Chorprojekt aus Trossingen im "Schaufenster"
Ein Zeichen des Friedens im Radolfzeller Münster
Radolfzell. Ein großes Chorereignis steht der Region am Sonntag, 7. Mai, ab 17 Uhr, mit dem Musikprojekt „Das Treffen in Telgte“ im Radolfzeller Münster bevor. Im Rahmen der im letzten Jahr gestarteten Kooperation der Musikschule Radolfzell und der staatlichen Musikhochschule Trossingen ist diese Inszenierung auch Teil des diesjährigen Bodensee-Musikfestivals. Das besondere daran ist, dass das Konzert des 9-köpfigen Ensembles von einem Workshop für ChorsängerInnen begleitet wird. Unter der Leitung von Jan van Elsacker, einer der großen Koryphäen des Chorgesangs in Europa.
Die Vorsitzende des Münsterchors, Barbara Drosdek, spricht von einer freudigen Erwartung. Ein Großteil des Münsterchors habe sich für den Workshop angemeldet und freue sich auch darauf, andere Chorsänger aus der Region kennenzulernen, insgesamt haben sich im Vorfeld über 80 SängerInnen für das Projekt angemeldet.
Münsterpfarrer Heinz Vogel sieht das angekündigte Stück als ein Werk für diese Zeit, und das Münster sei ja durch seinen Umbau auch gerade dabei, in der aktuellen Zeit wieder anzukommen.
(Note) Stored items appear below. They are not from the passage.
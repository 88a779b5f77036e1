//! Level session state
//!
//! Everything a running session mutates lives here: the loaded levels and
//! their runtime timers, the player, the clock, dialog blocking and records.

use std::collections::VecDeque;

use crate::format_time;
use crate::persistence::{DialogBook, DialogLine};
use crate::records::LevelRecords;
use crate::tuning::Tuning;

use super::level::Level;
use super::player::Player;

/// Something collaborators (audio, FX, UI) may react to
#[derive(Debug, Clone, PartialEq)]
pub enum GameEvent {
    /// Pickup index in the current level
    PickupCollected { pickup: usize },
    /// Wall index in the current level
    DoorOpened { wall: usize },
    /// Solid bounce; speed before the hit
    WallHit { speed: f32 },
    DialogRequested { index: i32 },
    LevelCompleted {
        time: f64,
        files_collected: u32,
        files_total: u32,
    },
    /// Level index that just became playable
    LevelUnlocked { level: usize },
    PlayerDied,
    LevelRestarted,
}

/// Session phase for the current level
#[derive(Debug, Clone, Copy, PartialEq, Eq)]
pub enum SessionPhase {
    /// No level entered yet
    NotStarted,
    Active,
    /// End zone reached
    Completed,
}

/// The open dialog sequence and the line being shown
#[derive(Debug, Clone, Copy, PartialEq, Eq)]
pub struct ActiveDialog {
    pub index: i32,
    pub line: usize,
}

/// Result latched when the End zone is first reached
#[derive(Debug, Clone, Copy, PartialEq)]
pub struct Completion {
    pub time: f64,
    pub files_collected: u32,
    pub files_total: u32,
}

/// A play session over a set of levels
#[derive(Debug, Clone)]
pub struct GameSession {
    pub levels: Vec<Level>,
    pub current_level: Option<usize>,
    pub player: Player,
    pub phase: SessionPhase,
    /// Seconds since the level was (re)entered
    pub elapsed_time: f64,
    pub completion: Option<Completion>,
    /// Whether the player touched a Danger zone on the last tick
    pub in_danger: bool,
    pub active_dialog: Option<ActiveDialog>,
    /// Sequences triggered while another one was open
    pub pending_dialogs: VecDeque<i32>,
    pub dialogs: DialogBook,
    pub records: LevelRecords,
    pub tuning: Tuning,
    pub(crate) events: Vec<GameEvent>,
}

impl GameSession {
    pub fn new(levels: Vec<Level>, tuning: Tuning) -> Self {
        Self {
            levels,
            current_level: None,
            player: Player::default(),
            phase: SessionPhase::NotStarted,
            elapsed_time: 0.0,
            completion: None,
            in_danger: false,
            active_dialog: None,
            pending_dialogs: VecDeque::new(),
            dialogs: DialogBook::new(),
            records: LevelRecords::new(),
            tuning,
            events: Vec::new(),
        }
    }

    pub fn with_dialogs(mut self, dialogs: DialogBook) -> Self {
        self.dialogs = dialogs;
        self
    }

    pub fn level(&self) -> Option<&Level> {
        self.current_level.and_then(|i| self.levels.get(i))
    }

    pub fn level_mut(&mut self) -> Option<&mut Level> {
        self.current_level.and_then(|i| self.levels.get_mut(i))
    }

    /// Enter a level. Returns false if `index` is out of range.
    ///
    /// The level's unlock dialog is shown the first time it is entered.
    pub fn set_level(&mut self, index: usize) -> bool {
        if index >= self.levels.len() {
            log::warn!("No level at index {} ({} loaded)", index, self.levels.len());
            return false;
        }
        self.current_level = Some(index);
        self.reset_level();
        log::info!("Entered level {} '{}'", index, self.levels[index].name);

        let level = &mut self.levels[index];
        if let Some(dialog) = level.on_unlock_dialog {
            if !level.did_initial_dialog {
                level.did_initial_dialog = true;
                self.show_dialog(dialog);
            }
        }
        true
    }

    /// Reset the current level to its entry state
    pub fn restart(&mut self) {
        if self.current_level.is_some() {
            self.reset_level();
            self.events.push(GameEvent::LevelRestarted);
        }
    }

    pub(crate) fn reset_level(&mut self) {
        let Some(level) = self.current_level.and_then(|i| self.levels.get_mut(i)) else {
            return;
        };
        level.reset_runtime();
        self.player = Player::spawn(level, &self.tuning);
        self.phase = SessionPhase::Active;
        self.elapsed_time = 0.0;
        self.completion = None;
        self.in_danger = false;
        self.active_dialog = None;
        self.pending_dialogs.clear();
    }

    /// A level is playable once enough files have been found across all levels
    pub fn is_unlocked(&self, index: usize) -> bool {
        self.levels
            .get(index)
            .is_some_and(|level| self.records.total_collected_files() >= u32::from(level.files_required))
    }

    /// Open dialog sequence `index` of the current level
    ///
    /// While another dialog is open the sequence waits its turn. Returns false
    /// (and does not block) if the sequence is missing or empty.
    pub fn show_dialog(&mut self, index: i32) -> bool {
        if !self.dialog_lines(index).is_some_and(|lines| !lines.is_empty()) {
            if let Some(level) = self.level() {
                log::warn!("Level '{}' has no dialog sequence {}", level.name, index);
            }
            return false;
        }
        if self.active_dialog.is_some() {
            log::debug!("Queued dialog sequence {}", index);
            self.pending_dialogs.push_back(index);
        } else {
            self.active_dialog = Some(ActiveDialog { index, line: 0 });
            self.events.push(GameEvent::DialogRequested { index });
        }
        true
    }

    /// Step to the next line, moving on to any queued sequence after the last.
    /// Returns true while a dialog stays open.
    pub fn advance_dialog(&mut self) -> bool {
        let Some(dialog) = self.active_dialog else {
            return false;
        };
        let next = dialog.line + 1;
        if self.dialog_lines(dialog.index).is_some_and(|lines| next < lines.len()) {
            self.active_dialog = Some(ActiveDialog { line: next, ..dialog });
            return true;
        }

        self.active_dialog = None;
        match self.pending_dialogs.pop_front() {
            Some(queued) => self.show_dialog(queued),
            None => false,
        }
    }

    /// Line to draw while a dialog blocks the session
    pub fn current_dialog_line(&self) -> Option<&DialogLine> {
        let dialog = self.active_dialog?;
        self.dialog_lines(dialog.index)?.get(dialog.line)
    }

    pub fn dialog_blocking(&self) -> bool {
        self.active_dialog.is_some()
    }

    /// The script's sequences win; levels the script does not cover use their own
    fn dialog_lines(&self, index: i32) -> Option<&[DialogLine]> {
        let level = self.level()?;
        if self.dialogs.sequence_count(&level.name) > 0 {
            return self.dialogs.sequence(&level.name, index);
        }
        let index = usize::try_from(index).ok()?;
        level.dialogs.get(index).map(Vec::as_slice)
    }

    /// Latch the completion and fold it into the records
    pub(crate) fn complete_level(&mut self, completion: Completion) {
        let Some(level) = self.level() else {
            return;
        };
        let name = level.name.clone();
        let author_time = level.author_time;
        let was_unlocked: Vec<bool> = (0..self.levels.len()).map(|i| self.is_unlocked(i)).collect();

        self.completion = Some(completion);
        self.phase = SessionPhase::Completed;
        let best = self
            .records
            .submit(&name, completion.time, completion.files_collected, author_time);
        log::info!(
            "Level '{}' completed in {} ({}/{} files){}",
            name,
            format_time(completion.time),
            completion.files_collected,
            completion.files_total,
            if best { ", new best" } else { "" }
        );
        self.events.push(GameEvent::LevelCompleted {
            time: completion.time,
            files_collected: completion.files_collected,
            files_total: completion.files_total,
        });

        for (index, was) in was_unlocked.into_iter().enumerate() {
            if !was && self.is_unlocked(index) {
                log::info!("Unlocked level {} '{}'", index, self.levels[index].name);
                self.events.push(GameEvent::LevelUnlocked { level: index });
            }
        }
    }

    /// Events queued since the last drain
    pub fn events(&self) -> &[GameEvent] {
        &self.events
    }

    /// Take all queued events
    pub fn drain_events(&mut self) -> Vec<GameEvent> {
        std::mem::take(&mut self.events)
    }
}
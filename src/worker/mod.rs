//! Service worker lifecycle: state machine, run loop, and output seam

mod runner;
mod sink;
mod state;
mod workload;

pub use runner::{ServiceWorker, StopHandle, WorkerConfig, WorkerEvent};
pub use sink::{LogSink, MemorySink, NullSink, ProgressSink};
pub use state::{StateCell, WorkerState};
pub use workload::{CounterWorkload, Step, Workload};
In dem Stück wird es um das Ende des 30-jährigen Kriegs gehen, zu dem in Radolfzell damals mit dem Rosenkranz-Altar 1648 ein „Hoffnungszeichen“ gesetzt wurde - in einer sehr schweren Zeit. „Deshalb müssen wir auch unbedingt mit dem Konzert dort hin“, zeigte sich Vogel entschlossen. Deshalb werde sogar die aktuelle Baustelle so manövriert, dass die Kirche am Konzertabend noch gerüstfrei ist. Erst danach wird der weitere Innenumbau fortgesetzt. Die Friedensmotette von Heinrich Schütz von 1648 soll dann acapella genau vor diesem Altar aufgeführt werden, kündigte Lorenz Duftschmid von der Hochschule für Musik Trossingen an, der die musikalische Gesamtleitung des Projekt inne hat.
30-jähriger Krieg und "Gruppe 47"
„Gestern wird sein, was morgen gewesen ist. Unsere Geschichten von heute müssen sich nicht jetzt zugetragen haben.“ – Mit diesen (auf den ersten Blick kryptischen) Sätzen beginnt die Erzählung „Das Treffen in Telgte“ von Günter Grass. Der Autor schildert darin – in Analogie zu den Tagungen der im Nachkriegsdeutschland bedeutenden Literatenvereinigung „Gruppe 47“ – ein fiktives Treffen deutscher Dichter im Jahr 1647, also während der Verhandlungen zum Westfälischen Frieden.
Drei Tage lang erörtern Simon Dach, Paul Gerhardt, Gryphius, Grimmelshausen und andere (in teils humorigen, teils erbittert geführten Diskussionen) die Lage der deutschen Literatur in politisch chaotischer Zeit und möchten einen Beitrag leisten zur Beendigung des seit fast dreißig Jahren wütenden Krieges.
Auch die Musik, in Gestalt des Komponisten Heinrich Schütz, soll in diesen Prozess eingebunden werden. Grenzenlose Kunst, so lautet ihr Fazit, dürfe sich niemals politisch, religiös oder ideologisch vereinnahmen lassen, nur dann habe sie einen bleibenden Wert! – Und das, so wird man den Autor interpretieren dürfen, gilt zu allen Zeiten: 1647, dreihundert Jahre später und heute.
Als die Dichterfürsten nach dem Treffen allerdings ihre Unterkunft verlassen, bricht ein Feuer aus und ihr Manifest der Kunst für den Frieden geht ungehört in den Flammen auf.
Performance aus Text und Musik
In einer gelungenen Performance aus Text und Musik werden zentrale Passagen dieser auch sprachlich meisterhaft inszenierten Erzählung gelesen. Dazu musizieren Dozenten und Studierende der Hochschule für Musik Trossingen in der Erzählung erwähnten barocke Meisterwerke von Heinrich Schütz, Heinrich Albert, Claudio Monteverdi und anderen. Neben den SängerInnen und Musikanten werden die Texte von Rudolf Guckelsberger gesprochen.
Wie der Leiter des Kulturreferats, Erik Hörenberg, sagte, läuft der Vorverkauf recht vielversprechend, so dass am Konzertabend sicher volles Haus in der Kirche ist.